Пралинский из «Писем русского путешественника» Карамзина знал о парижском танцевальном маге, воздушном Вестрисе; дома отец часто вспоминает о Дюпоре, об этом серебряном летучем мяче, чары которого изобразит Толстой в «Войне и мире» (встреча Анатоля и Наташи Ростовой (1864—69). А вот перед ним медицинский студент (студент Военно-Медицинской Академии; форма не университетская, а военная), этот «просто Фокин» выплясывает «на голове» — мордой в землю.
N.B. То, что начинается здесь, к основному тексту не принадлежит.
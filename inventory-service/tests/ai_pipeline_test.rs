mod common;

use axum::{
    body::Body,
    http::{Request, StatusCode, header},
};
use inventory_service::build_router;
use tower::util::ServiceExt;

fn extract_request(cookie: &str, body: &'static str) -> Request<Body> {
    Request::builder()
        .method("POST")
        .uri("/api/ai/extract")
        .header(header::CONTENT_TYPE, "application/json")
        .header(header::COOKIE, cookie.to_string())
        .body(Body::from(body))
        .unwrap()
}

#[tokio::test]
async fn extract_shapes_model_output_into_items() {
    let stub = common::spawn_openai_stub(vec![(
        200,
        common::chat_completion(r#"{"items":["Milk","Eggs",""," "]}"#),
    )])
    .await;

    let mut config = common::test_config();
    config.openai.base_url = stub.base_url.clone();
    let state = common::test_state(config);
    let app = build_router(state.clone());
    let cookie = common::session_cookie(&state);

    let response = app
        .oneshot(extract_request(&cookie, r#"{"text":"milk, eggs and stuff"}"#))
        .await
        .unwrap();

    assert_eq!(response.status(), StatusCode::OK);
    let latency = response
        .headers()
        .get("x-openai-latency-ms")
        .expect("latency header")
        .to_str()
        .unwrap()
        .parse::<u64>()
        .unwrap();
    assert!(latency < 60_000);
    let body = common::body_json(response).await;
    assert_eq!(body["items"], serde_json::json!(["Milk", "Eggs"]));
    assert_eq!(stub.hit_count(), 1);
}

#[tokio::test]
async fn extract_toc_keeps_a_single_line() {
    let stub = common::spawn_openai_stub(vec![(
        200,
        common::chat_completion(r#"{"items":["Sofa wall, reading lamp, two bookcases"]}"#),
    )])
    .await;

    let mut config = common::test_config();
    config.openai.base_url = stub.base_url.clone();
    let state = common::test_state(config);
    let app = build_router(state.clone());
    let cookie = common::session_cookie(&state);

    let response = app
        .oneshot(extract_request(
            &cookie,
            r#"{"text":"sofa wall with the lamp and bookcases","kind":"toc"}"#,
        ))
        .await
        .unwrap();

    assert_eq!(response.status(), StatusCode::OK);
    let body = common::body_json(response).await;
    assert_eq!(
        body["items"],
        serde_json::json!(["Sofa wall, reading lamp, two bookcases"])
    );
}

#[tokio::test]
async fn extract_rejects_blank_text_before_spending_budget() {
    let stub = common::spawn_openai_stub(vec![]).await;

    let mut config = common::test_config();
    config.openai.base_url = stub.base_url.clone();
    let state = common::test_state(config);
    let app = build_router(state.clone());
    let cookie = common::session_cookie(&state);

    let response = app
        .oneshot(extract_request(&cookie, r#"{"text":"   "}"#))
        .await
        .unwrap();

    assert_eq!(response.status(), StatusCode::BAD_REQUEST);
    let body = common::body_json(response).await;
    assert_eq!(body["error"], "text required");
    assert_eq!(stub.hit_count(), 0);
}

#[tokio::test]
async fn extract_retries_upstream_server_errors() {
    let stub = common::spawn_openai_stub(vec![
        (500, serde_json::json!({"error": "boom"})),
        (500, serde_json::json!({"error": "boom"})),
        (200, common::chat_completion(r#"{"items":["Butter"]}"#)),
    ])
    .await;

    let mut config = common::test_config();
    config.openai.base_url = stub.base_url.clone();
    let state = common::test_state(config);
    let app = build_router(state.clone());
    let cookie = common::session_cookie(&state);

    let response = app
        .oneshot(extract_request(&cookie, r#"{"text":"butter"}"#))
        .await
        .unwrap();

    assert_eq!(response.status(), StatusCode::OK);
    let body = common::body_json(response).await;
    assert_eq!(body["items"], serde_json::json!(["Butter"]));
    assert_eq!(stub.hit_count(), 3);
}

#[tokio::test]
async fn extract_passes_client_errors_through_without_retry() {
    let stub = common::spawn_openai_stub(vec![(
        400,
        serde_json::json!({"message": "bad api key"}),
    )])
    .await;

    let mut config = common::test_config();
    config.openai.base_url = stub.base_url.clone();
    let state = common::test_state(config);
    let app = build_router(state.clone());
    let cookie = common::session_cookie(&state);

    let response = app
        .oneshot(extract_request(&cookie, r#"{"text":"butter"}"#))
        .await
        .unwrap();

    assert_eq!(response.status(), StatusCode::BAD_REQUEST);
    let body = common::body_json(response).await;
    assert!(body["error"].as_str().unwrap().contains("bad api key"));
    assert_eq!(stub.hit_count(), 1);
}

#[tokio::test]
async fn extract_degrades_to_empty_items_on_prose_output() {
    let stub = common::spawn_openai_stub(vec![(
        200,
        common::chat_completion("Sorry, I cannot help with that."),
    )])
    .await;

    let mut config = common::test_config();
    config.openai.base_url = stub.base_url.clone();
    let state = common::test_state(config);
    let app = build_router(state.clone());
    let cookie = common::session_cookie(&state);

    let response = app
        .oneshot(extract_request(&cookie, r#"{"text":"milk"}"#))
        .await
        .unwrap();

    assert_eq!(response.status(), StatusCode::OK);
    let body = common::body_json(response).await;
    assert_eq!(body["items"], serde_json::json!([]));
}

#[tokio::test]
async fn transcribe_relays_audio_and_returns_text() {
    let stub =
        common::spawn_openai_stub(vec![(200, serde_json::json!({"text": "hello world"}))]).await;

    let mut config = common::test_config();
    config.openai.base_url = stub.base_url.clone();
    let state = common::test_state(config);
    let app = build_router(state);

    let response = app
        .oneshot(
            Request::builder()
                .method("POST")
                .uri("/api/ai/transcribe")
                .header(header::CONTENT_TYPE, "audio/webm")
                .header("x-filename", "note.webm")
                .body(Body::from("fake-audio-bytes"))
                .unwrap(),
        )
        .await
        .unwrap();

    assert_eq!(response.status(), StatusCode::OK);
    assert!(response.headers().contains_key("x-openai-latency-ms"));
    let body = common::body_json(response).await;
    assert_eq!(body["text"], "hello world");
    assert_eq!(stub.hit_count(), 1);
}

#[tokio::test]
async fn transcribe_decodes_base64_bodies() {
    let stub = common::spawn_openai_stub(vec![(200, serde_json::json!({"text": "ok"}))]).await;

    let mut config = common::test_config();
    config.openai.base_url = stub.base_url.clone();
    let state = common::test_state(config);
    let app = build_router(state);

    let response = app
        .oneshot(
            Request::builder()
                .method("POST")
                .uri("/api/ai/transcribe")
                .header(header::CONTENT_TYPE, "audio/ogg")
                .header("x-base64", "1")
                .body(Body::from("aGVsbG8="))
                .unwrap(),
        )
        .await
        .unwrap();

    assert_eq!(response.status(), StatusCode::OK);
    let body = common::body_json(response).await;
    assert_eq!(body["text"], "ok");
}

#[tokio::test]
async fn transcribe_rejects_invalid_base64() {
    let state = common::test_state(common::test_config());
    let app = build_router(state);

    let response = app
        .oneshot(
            Request::builder()
                .method("POST")
                .uri("/api/ai/transcribe")
                .header("x-base64", "1")
                .body(Body::from("!!! not base64 !!!"))
                .unwrap(),
        )
        .await
        .unwrap();

    assert_eq!(response.status(), StatusCode::BAD_REQUEST);
    let body = common::body_json(response).await;
    assert!(
        body["error"]
            .as_str()
            .unwrap()
            .starts_with("Invalid base64 body")
    );
}

#[tokio::test]
async fn transcribe_rejects_an_empty_body() {
    let state = common::test_state(common::test_config());
    let app = build_router(state);

    let response = app
        .oneshot(
            Request::builder()
                .method("POST")
                .uri("/api/ai/transcribe")
                .body(Body::empty())
                .unwrap(),
        )
        .await
        .unwrap();

    assert_eq!(response.status(), StatusCode::BAD_REQUEST);
    let body = common::body_json(response).await;
    assert_eq!(body["error"], "No audio");
}

#[tokio::test]
async fn transcribe_rejects_oversized_audio() {
    let mut config = common::test_config();
    config.openai.stt_max_bytes = 4;
    let state = common::test_state(config);
    let app = build_router(state);

    let response = app
        .oneshot(
            Request::builder()
                .method("POST")
                .uri("/api/ai/transcribe")
                .header(header::CONTENT_TYPE, "audio/webm")
                .body(Body::from("aaaaaaaa"))
                .unwrap(),
        )
        .await
        .unwrap();

    assert_eq!(response.status(), StatusCode::PAYLOAD_TOO_LARGE);
    let body = common::body_json(response).await;
    assert_eq!(body["error"], "Audio too large");
}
Пралинский видел Фанни Эльслер, хранит на память книгу, напечатанную золотыми буквами — московское издание поклонников «Фанни», так любовно называли Эльслер в Москве (1851) за ее колосяную легкость, а вот, смотрите — Клеопатра Семеновна в истертом синем бархатном платье, она заколола себе булавками юбку и что-то выделывает ногами, как будто она в штанах. Да то ли еще будет, когда медицинский студент «рискнет» с ней протанцевать рыбку — «неблагопристойный» танец, но что очень подойдет к свадьбе... «так сказать, дружеский намек Пселдонимову».

А как шел он под музыку, у него только мелькнула мысль о Эмеранс.

«Эмеранс» в России о ту пору «новость», мода — это не «ночные бабочки», не «девы радости», как говорили при Пушкине, картавя по-парижски, и не Соня Достоевского и не «Надежда Николаевна» Гаршина, это все приезжие заграничные «сухие б....», жадные и изобретательные чистить богатые карманы, француженки и польки по преимуществу. Они описаны у Крестовского в «Петербургских трущобах» и у Дружинина (Чернокнижникова) в его «Сентиментальном путешествии», потом будет у Лескова в «Полунощниках» Эмеранс-Крутильда, и только что подумалось о Эмеранс-Крутильде, а ему говорят — Буки-Ба из «Головешки»-«Искры», что он, Пралинский, «один из тех начальников, которые лакомы до молоденьких жен своих подчиненных». Вот тебе и Эмеранс!

Да, как перевести Эмеранс? У Пралинского оно звучало, как «emeraude» — смарагд — яснейший изумруд — Суздальская мурава — первая нежная травка на Красную Горку. И ведь это только во сне открылось и сказано всеми словами, что он «лаком до...», а так никогда и даже намека не было и в голову не приходило.

А заключительная сцена — да это подлинный сон, когда Аким Петрович, столоначальник из канцелярии Пралинского, «уторопленно стал кланяться какими-то маленькими поклонами и пятиться к дверям». Так у Гоголя в «Страшной мести» в глазах колдуна, как знак обрекающей на гибель судьбы, поднимаются тощие сухие руки, — «затряслись и пропали».

Пралинский, оставшись один, поднялся в замешательстве со стула, — «он смотрел в зеркало и не замечал лица своего».

И в ужасе проснулся.

—————

Сон Пселдонимова в ту же самую ночь — в канун свадьбы — проще, но не менее ужасен.